John Browne (1863-1902) was one of the first British entrepreneurs of Ooty. He built a fortune in ‘Tonga’ service.
The first mode of transport for Europeans to the Nilgiris was palanquin carried by native bearers. Then came the bullock cart after the foot paths were widened to make them cart paths. After Ooty became the Summer Capital of the Madras Presidency in 1870 there was a huge demand for a more sophisticated transport and faster communication. That was when ‘Tonga’ Browne made a killing by running a horse cart service.
The Tonga service thrived after 1878 when it replaced the grueling practice of native runners taking the mail at day and night. The Brownes made a monopoly of the trade earning the sobriquet ‘Tonga’ Browne.
The Brownes had stables all along the route from Mettuplayam with halts at Coonoor and Yellanalli. Their office was at where Shinkows and other establishments are today.
The Brownes were one of the biggest realtors of their time owning, among others, Assembly Rooms, Lawley Institute, Simpson company (which was their home), Clifton cottage, Shoram palace and Oriental Buildings opposite Collector’s office.
The Brownes were very active in public life. John, who was in the original Garden committee along with McIvor, was known to swear fluently in Tamil and English.
The Brownes built the present Assembly Rooms evidently in 1886 closer to where they owned several houses including their house.

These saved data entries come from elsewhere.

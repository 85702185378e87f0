//! Source-control metadata attached to a report.
//!
//! CI tooling tells the gate which commit a report belongs to either through
//! query parameters or through headers. Every field is resolved in the same
//! order, first non-empty value wins:
//!
//! 1. query parameter `<name>`
//! 2. header `swingletree-<name>`
//! 3. header `x-swingletree-<name>` (deprecated prefix, kept for older clients)
//!
//! | Field     | Query / header name |
//! |-----------|---------------------|
//! | remote    | `remote`            |
//! | owner     | `org`               |
//! | repo      | `repo`              |
//! | sha       | `sha`               |
//! | build id  | `uid`               |
//! | branch    | `branch`            |

use serde::{Deserialize, Serialize};
use std::collections::HashMap;

/// Prefix of metadata headers
pub const HEADER_PREFIX: &str = "swingletree-";

/// Deprecated prefix of metadata headers
pub const LEGACY_HEADER_PREFIX: &str = "x-swingletree-";

const REMOTE: &str = "remote";
const OWNER: &str = "org";
const REPO: &str = "repo";
const SHA: &str = "sha";
const BUILD_ID: &str = "uid";
const BRANCH: &str = "branch";

/// Coordinates of the commit a report was produced for.
#[derive(Debug, Clone, PartialEq, Eq, Serialize, Deserialize)]
pub struct ScmSource {
    #[serde(default, skip_serializing_if = "Option::is_none")]
    pub remote: Option<String>,

    pub owner: String,

    pub repo: String,

    pub sha: String,

    /// Branch names in the order they were given
    #[serde(default, skip_serializing_if = "Option::is_none")]
    pub branch: Option<Vec<String>>,
}

/// Metadata forwarded to plugins alongside a report.
#[derive(Debug, Clone, PartialEq, Eq, Serialize, Deserialize)]
pub struct WebhookMetadata {
    pub source: ScmSource,

    #[serde(
        rename = "buildId",
        default,
        skip_serializing_if = "Option::is_none"
    )]
    pub build_id: Option<String>,
}

impl WebhookMetadata {
    /// Extract metadata from query parameters and headers.
    ///
    /// Header names are matched case-insensitively. Returns `None` unless
    /// owner, repository and commit sha are all present; reports without
    /// complete metadata are still relayed.
    ///
    /// The branch value is split on `,` without trimming.
    pub fn extract(
        query: &HashMap<String, String>,
        headers: &HashMap<String, String>,
    ) -> Option<Self> {
        let lookup = |name: &str| find_property(query, headers, name).map(str::to_string);

        let owner = lookup(OWNER)?;
        let repo = lookup(REPO)?;
        let sha = lookup(SHA)?;

        let branch = lookup(BRANCH).map(|value| value.split(',').map(str::to_string).collect());

        Some(Self {
            source: ScmSource {
                remote: lookup(REMOTE),
                owner,
                repo,
                sha,
                branch,
            },
            build_id: lookup(BUILD_ID),
        })
    }
}

/// Resolve a single property following the query, header, legacy header order.
pub fn find_property<'a>(
    query: &'a HashMap<String, String>,
    headers: &'a HashMap<String, String>,
    name: &str,
) -> Option<&'a str> {
    non_empty(query.get(name).map(String::as_str))
        .or_else(|| header_value(headers, &format!("{HEADER_PREFIX}{name}")))
        .or_else(|| header_value(headers, &format!("{LEGACY_HEADER_PREFIX}{name}")))
}

fn header_value<'a>(headers: &'a HashMap<String, String>, name: &str) -> Option<&'a str> {
    let value = headers
        .get(name)
        .or_else(|| {
            headers
                .iter()
                .find(|(key, _)| key.eq_ignore_ascii_case(name))
                .map(|(_, value)| value)
        })
        .map(String::as_str);
    non_empty(value)
}

fn non_empty(value: Option<&str>) -> Option<&str> {
    value.filter(|v| !v.is_empty())
}

#[cfg(test)]
#[path = "metadata_tests.rs"]
mod tests;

But the Rooms did not do well as it was found difficult to get performing artists and troupes. But regular fund raising events were held to help government hospital and other public causes.
The Brownes fortune ended with the death of Harriat in 1899 of cancer at the age of 52. Tonga Browne died three years later at the age of 59. Their only son, a popular veterinary surgeon in Ooty lived up to 81. Both are buried at St. Thomas Church, Ooty.
The Browne papers have been donated by their granddaughter to the Cambridge University archives. An obscure road behind Assembly Rooms is named after Tonga Browne.